1. Introduction
Plant sterols and stanols have been tested in over 124 trials with 201 test arms [
1]. This meta-analysis showed an 8.0% (95% CI: 9.0, 7.0) lowering of LDL cholesterol in 40 plant sterol studies with a dose of 2–2.5 g (average sterol dose of 2.1 g/d). Solid forms of sterol-containing foods showed a 9% (95% CI: 10.8, 7.2) lowering of LDL cholesterol. A previous cereal study with 40 people consuming 45 g of cereal containing 1.6 g of sterol (as esters) showed an average lowering of LDL cholesterol of 5.4% (
p < 0.05 versus a control cereal) each consumed for 3 weeks in people with an average LDL cholesterol of 4 mmol/L [
2]. This result was lower than expected, although similar to that seen with bread in the same study (6.5% lowering of LDL).
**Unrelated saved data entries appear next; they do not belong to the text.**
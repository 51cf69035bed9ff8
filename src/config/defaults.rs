// SPDX-License-Identifier: MPL-2.0
//! Centralized default values for all configuration constants.
//!
//! This module serves as the single source of truth for default values
//! used across the application. Constants are organized by category.
//!
//! # Categories
//!
//! - **Reveal**: Entrance stagger timing for list sections
//! - **Window**: Initial window geometry

// ==========================================================================
// Reveal Defaults
// ==========================================================================

/// Default lead-in delay before the first staggered list item (in milliseconds).
pub const DEFAULT_REVEAL_BASE_DELAY_MS: u64 = 100;

/// Minimum allowed lead-in delay.
pub const MIN_REVEAL_BASE_DELAY_MS: u64 = 0;

/// Maximum allowed lead-in delay.
pub const MAX_REVEAL_BASE_DELAY_MS: u64 = 2000;

/// Default additional delay per staggered list item (in milliseconds).
pub const DEFAULT_REVEAL_STEP_DELAY_MS: u64 = 150;

/// Minimum allowed per-item delay.
pub const MIN_REVEAL_STEP_DELAY_MS: u64 = 0;

/// Maximum allowed per-item delay.
pub const MAX_REVEAL_STEP_DELAY_MS: u64 = 1000;

/// How long a single entrance fade runs (in milliseconds).
pub const ENTRANCE_FADE_MS: u64 = 600;

// ==========================================================================
// Window Defaults
// ==========================================================================

/// Default window width in logical pixels.
pub const DEFAULT_WINDOW_WIDTH: f32 = 1280.0;

/// Default window height in logical pixels.
pub const DEFAULT_WINDOW_HEIGHT: f32 = 860.0;

/// Minimum window width accepted from configuration.
pub const MIN_WINDOW_WIDTH: f32 = 640.0;

/// Minimum window height accepted from configuration.
pub const MIN_WINDOW_HEIGHT: f32 = 480.0;

#[cfg(test)]
mod tests {
    use super::*;

    #[test]
    fn reveal_defaults_are_within_bounds() {
        assert!(DEFAULT_REVEAL_BASE_DELAY_MS >= MIN_REVEAL_BASE_DELAY_MS);
        assert!(DEFAULT_REVEAL_BASE_DELAY_MS <= MAX_REVEAL_BASE_DELAY_MS);
        assert!(DEFAULT_REVEAL_STEP_DELAY_MS >= MIN_REVEAL_STEP_DELAY_MS);
        assert!(DEFAULT_REVEAL_STEP_DELAY_MS <= MAX_REVEAL_STEP_DELAY_MS);
    }

    #[test]
    fn window_defaults_exceed_minimums() {
        assert!(DEFAULT_WINDOW_WIDTH >= MIN_WINDOW_WIDTH);
        assert!(DEFAULT_WINDOW_HEIGHT >= MIN_WINDOW_HEIGHT);
    }
}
One other study has examined rye bread containing 2 g of plant sterols and demonstrated an 8% lowering of LDL cholesterol [
3]. We aimed in this study to investigate the cholesterol-lowering effects of 2 g of plant sterols in one serving of a wholegrain wheat biscuit to expand the evidence concerning the effectiveness of sterol-enriched cereals. The single serve formulation is a novel way of achieving the recommended intake of 2 g of plant sterols/day [
4].
2. Methods
Volunteers. We aimed to complete the study with 40 volunteers, as this would give us 80% power to see a 5% difference in LDL cholesterol (p < 0.05). We recruited 50 volunteers on the assumption that 10% would drop out.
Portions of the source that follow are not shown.